Tornando ai farmaci disponibili, “l’ente americano per il farmaco (Fda) ha dato l’ok a tre anticorpi monoclonali – Aducanumab, Lecanemab, Donanemab – tutti e tre ‘missili intelligenti’ che si legano e distruggono i depositi di beta-amiloide. Come detto l’Ente europeo (EMA) non ha approvato sinora le prime due (Aducanumab e Lecanumab) perché l’efficacia biologica c’è ma è modesta. La deposizione di beta-amiloide scompare ma la malattia procede lo stesso, diciamo che l’aspetto biologico e clinico non vanno di pari passo in analogia con quanto prima descritto). Inoltre – aggiunge Rossini – queste terapie sono molto onerose, costano decine di migliaia di euro. La loro erogazione avviene per via endovenosa e richiede quindi una somministrazione che coinvolge le strutture ospedaliere. Ogni due-tre mesi va fatta una risonanza per vedere se ci sono effetti collaterali, come l’edema o le microemorragie e se ci sono la terapia va interrotta. Ci sono però altri farmaci in corso di sperimentazione, alcuni ad infusione sottocutanea o per via orale, che agiscono in parte sulla deposizione di beta-amiloide e di proteina Tau ed altri agenti supposti ‘killers’ della neurodegenerazione. Siamo alla Fase III di sperimentazione e quest’anno i ricercatori apriranno i loro ‘segreti scrigni’ e sapremo l’efficacia e gli effetti collaterali di queste terapie”. 

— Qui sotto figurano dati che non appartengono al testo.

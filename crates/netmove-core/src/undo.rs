//! Undo/redo log for committed moves.

use crate::elements::ElementId;
use crate::geometry::GeometryPoint;
use crate::network::LaneId;
use serde::{Deserialize, Serialize};

/// Maximum number of undo entries to keep.
pub const MAX_UNDO_HISTORY: usize = 50;

/// Snapshot of the part of an element a move changes.
#[derive(Debug, Clone, PartialEq, Serialize, Deserialize)]
pub enum ElementState {
    /// Free shape geometry.
    Shape(Vec<GeometryPoint>),
    /// Lane attachment and positions over the lane.
    OnLane { lane: LaneId, positions: Vec<f64> },
}

/// One undoable change.
#[derive(Debug, Clone, Serialize, Deserialize)]
pub struct UndoEntry {
    pub element: ElementId,
    pub description: String,
    pub before: ElementState,
    pub after: ElementState,
}

/// Undo and redo stacks.
#[derive(Debug, Clone, Default)]
pub struct UndoList {
    undo_stack: Vec<UndoEntry>,
    redo_stack: Vec<UndoEntry>,
}

impl UndoList {
    pub fn new() -> Self {
        Self::default()
    }

    /// Record a change. Clears the redo stack.
    pub fn push(&mut self, entry: UndoEntry) {
        log::debug!("Recording undo entry: {} ({})", entry.description, entry.element);
        self.undo_stack.push(entry);

        // Clear redo stack when new changes are made
        self.redo_stack.clear();

        // Limit undo history size
        if self.undo_stack.len() > MAX_UNDO_HISTORY {
            self.undo_stack.remove(0);
        }
    }

    /// Pop the last change and move it to the redo stack.
    /// The caller restores `before` on the element.
    pub fn undo(&mut self) -> Option<&UndoEntry> {
        let entry = self.undo_stack.pop()?;
        self.redo_stack.push(entry);
        self.redo_stack.last()
    }

    /// Pop the last undone change and move it back to the undo stack.
    /// The caller restores `after` on the element.
    pub fn redo(&mut self) -> Option<&UndoEntry> {
        let entry = self.redo_stack.pop()?;
        self.undo_stack.push(entry);
        self.undo_stack.last()
    }

    pub fn can_undo(&self) -> bool {
        !self.undo_stack.is_empty()
    }

    pub fn can_redo(&self) -> bool {
        !self.redo_stack.is_empty()
    }

    /// Number of entries that can be undone.
    pub fn len(&self) -> usize {
        self.undo_stack.len()
    }

    pub fn is_empty(&self) -> bool {
        self.undo_stack.is_empty()
    }

    /// Most recent undoable entry.
    pub fn last(&self) -> Option<&UndoEntry> {
        self.undo_stack.last()
    }
}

Nel caso si trovasse una strada verso la riduzione dell’impatto dell’Alzheimer, ci potrebbe essere una cura per tutti? “Sul fronte delle terapie c’è sicuramente un problema legato ai costi molto alti di questi farmaci e lì bisogna che i sistemi sanitari si dotino di uno strumento per selezionare le persone ad alto rischio. Il progetto ‘Interceptor’ – ricorda il neurologo – che è finito da poco e di cui stiamo elaborando i dati, va in questa direzione. E l’Italia sarà il primo paese al mondo a potersi dotare di una modello organizzativo sviluppato su 19 centri dal Piemonte alla Sicilia. ‘Interceptor’ ha lo scopo di mettere a punto un panel di biomarcatori sostenibili sul piano dei costi e dell’organizzazione sanitaaria che – unitamente ai test neuropsicologici – permetterà di diagnosticare in fase precoce la malattia di Alzheimer. Inoltre, diremo qual’è la combinazione di biomarcatori più efficaci per distinguere da subito gli anziani che di fatto sono già ammalati (anche se in forma molto lieve) da quelli che non lo saranno mai”. 

Infine, il professor Rossini chiarisce come uno dei principi che dovrebbe guidare la ricerca nel campo delle demenze è quello “di allungare il periodo di autonomia dei pazienti perché è quello che chiedono le famiglie”. Fermare l’evoluzione della malattia “bloccandola alle fasi iniziali, quando i pazienti mantengono quasi tutte le autonomie del vivere quotidiano significa alleviare il peso affettivo/sociale/economico che oggi – per le forme di malattia più avanzate – grava quasi esclusivamente su familiari e caregivers”, conclude Rossini.